#### What you are asked to do:
From start to end of the material below, restate each line exactly.

#### Source information:
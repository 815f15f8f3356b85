use std::mem::discriminant;

use bevy_ecs::{
    resource::Resource,
    system::{Res, ResMut},
};
use tracing::{debug, trace};

use crate::rig::RigConfig;
use crate::systems::{Bubble, DeltaTime, IdleTimer, PointerSignal, ScrollSignal};

/// The single behavioral state governing the mascot's idle animation.
///
/// Exactly one mood is active at any instant; resolution is strict
/// priority: `Scared > Dizzy > Sleeping > Normal`.
#[derive(Resource, Debug, Clone, Copy, PartialEq, Default)]
pub enum Mood {
    #[default]
    Normal,
    Sleeping,
    /// Dizzy spell with this much of the cooldown left, in seconds.
    Dizzy {
        remaining: f32,
    },
    Scared,
}

impl Mood {
    /// This mood dictates eye height, so the cosmetic blink must not
    /// interfere.
    pub fn controls_eyes(&self) -> bool {
        matches!(self, Mood::Sleeping | Mood::Dizzy { .. })
    }

    /// This mood's pose cannot be overridden by one-shot click actions.
    pub fn takes_pose_precedence(&self) -> bool {
        matches!(self, Mood::Scared | Mood::Dizzy { .. })
    }

    /// The speech bubble is not drawn over this mood. Its timer still runs.
    pub fn suppresses_bubble(&self) -> bool {
        matches!(self, Mood::Sleeping | Mood::Dizzy { .. })
    }
}

/// Side-state for the dizzy cooldown.
///
/// Kept separate from [`Mood`] so the spell keeps running down while a
/// higher-priority mood (scared) is displayed over it.
#[derive(Resource, Default, Debug, Clone, Copy)]
pub struct DizzyWindow {
    pub remaining: f32,
}

/// Recomputes the active mood from this tick's signals.
///
/// Runs after the signal, bubble and idle systems so every gate is
/// evaluated against current state; the sleep gating in particular is
/// re-validated here, at the moment of transition, rather than captured
/// when the idle timer elapsed.
pub fn mood_system(
    dt: Res<DeltaTime>,
    config: Res<RigConfig>,
    pointer: Res<PointerSignal>,
    scroll: Res<ScrollSignal>,
    idle: Res<IdleTimer>,
    bubble: Res<Bubble>,
    mut window: ResMut<DizzyWindow>,
    mut mood: ResMut<Mood>,
) {
    let old = *mood;

    // Run the spell down before checking for a fresh spike. A spike while
    // the window is still open is a no-op: the window never extends.
    window.remaining = (window.remaining - dt.seconds).max(0.0);
    if pointer.velocity_x.abs() > config.dizzy_threshold {
        if window.remaining > 0.0 {
            trace!(velocity = pointer.velocity_x, "Velocity spike during active dizzy spell ignored");
        } else {
            window.remaining = config.dizzy_duration;
        }
    }

    let new = if scroll.is_fast() {
        Mood::Scared
    } else if window.remaining > 0.0 {
        Mood::Dizzy {
            remaining: window.remaining,
        }
    } else if idle.elapsed() && !bubble.active() {
        Mood::Sleeping
    } else {
        Mood::Normal
    };

    if discriminant(&old) != discriminant(&new) {
        match (old, new) {
            (_, Mood::Scared) => debug!(old = ?old, "Fast scroll, mascot is scared"),
            (_, Mood::Dizzy { .. }) => {
                debug!(old = ?old, velocity = pointer.velocity_x, "Pointer shaken, mascot is dizzy")
            }
            (_, Mood::Sleeping) => debug!("No activity, mascot falls asleep"),
            (Mood::Sleeping, Mood::Normal) => debug!("Mascot wakes up"),
            (_, Mood::Normal) => debug!(old = ?old, "Mascot calms down"),
        }
    }

    *mood = new;
}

#### Exercise answer:
repository 815f15f8f3356b85
use std::mem::discriminant;

use bevy_ecs::{
    resource::Resource,
    system::{Res, ResMut},
};
use tracing::{debug, trace};

use crate::rig::RigConfig;
use crate::systems::{Bubble, DeltaTime, IdleTimer, PointerSignal, ScrollSignal};

/// The single behavioral state governing the mascot's idle animation.
///
/// Exactly one mood is active at any instant; resolution is strict
/// priority: `Scared > Dizzy > Sleeping > Normal`.
#[derive(Resource, Debug, Clone, Copy, PartialEq, Default)]
pub enum Mood {
    #[default]
    Normal,
    Sleeping,
    /// Dizzy spell with this much of the cooldown left, in seconds.
    Dizzy {
        remaining: f32,
    },
    Scared,
}

impl Mood {
    /// This mood dictates eye height, so the cosmetic blink must not
    /// interfere.
    pub fn controls_eyes(&self) -> bool {
        matches!(self, Mood::Sleeping | Mood::Dizzy { .. })
    }

    /// This mood's pose cannot be overridden by one-shot click actions.
    pub fn takes_pose_precedence(&self) -> bool {
        matches!(self, Mood::Scared | Mood::Dizzy { .. })
    }

    /// The speech bubble is not drawn over this mood. Its timer still runs.
    pub fn suppresses_bubble(&self) -> bool {
        matches!(self, Mood::Sleeping | Mood::Dizzy { .. })
    }
}

/// Side-state for the dizzy cooldown.
///
/// Kept separate from [`Mood`] so the spell keeps running down while a
/// higher-priority mood (scared) is displayed over it.
#[derive(Resource, Default, Debug, Clone, Copy)]
pub struct DizzyWindow {
    pub remaining: f32,
}

/// Recomputes the active mood from this tick's signals.
///
/// Runs after the signal, bubble and idle systems so every gate is
/// evaluated against current state; the sleep gating in particular is
/// re-validated here, at the moment of transition, rather than captured
/// when the idle timer elapsed.
pub fn mood_system(
    dt: Res<DeltaTime>,
    config: Res<RigConfig>,
    pointer: Res<PointerSignal>,
    scroll: Res<ScrollSignal>,
    idle: Res<IdleTimer>,
    bubble: Res<Bubble>,
    mut window: ResMut<DizzyWindow>,
    mut mood: ResMut<Mood>,
) {
    let old = *mood;

    // Run the spell down before checking for a fresh spike. A spike while
    // the window is still open is a no-op: the window never extends.
    window.remaining = (window.remaining - dt.seconds).max(0.0);
    if pointer.velocity_x.abs() > config.dizzy_threshold {
        if window.remaining > 0.0 {
            trace!(velocity = pointer.velocity_x, "Velocity spike during active dizzy spell ignored");
        } else {
            window.remaining = config.dizzy_duration;
        }
    }

    let new = if scroll.is_fast() {
        Mood::Scared
    } else if window.remaining > 0.0 {
        Mood::Dizzy {
            remaining: window.remaining,
        }
    } else if idle.elapsed() && !bubble.active() {
        Mood::Sleeping
    } else {
        Mood::Normal
    };

    if discriminant(&old) != discriminant(&new) {
        match (old, new) {
            (_, Mood::Scared) => debug!(old = ?old, "Fast scroll, mascot is scared"),
            (_, Mood::Dizzy { .. }) => {
                debug!(old = ?old, velocity = pointer.velocity_x, "Pointer shaken, mascot is dizzy")
            }
            (_, Mood::Sleeping) => debug!("No activity, mascot falls asleep"),
            (Mood::Sleeping, Mood::Normal) => debug!("Mascot wakes up"),
            (_, Mood::Normal) => debug!(old = ?old, "Mascot calms down"),
        }
    }

    *mood = new;
}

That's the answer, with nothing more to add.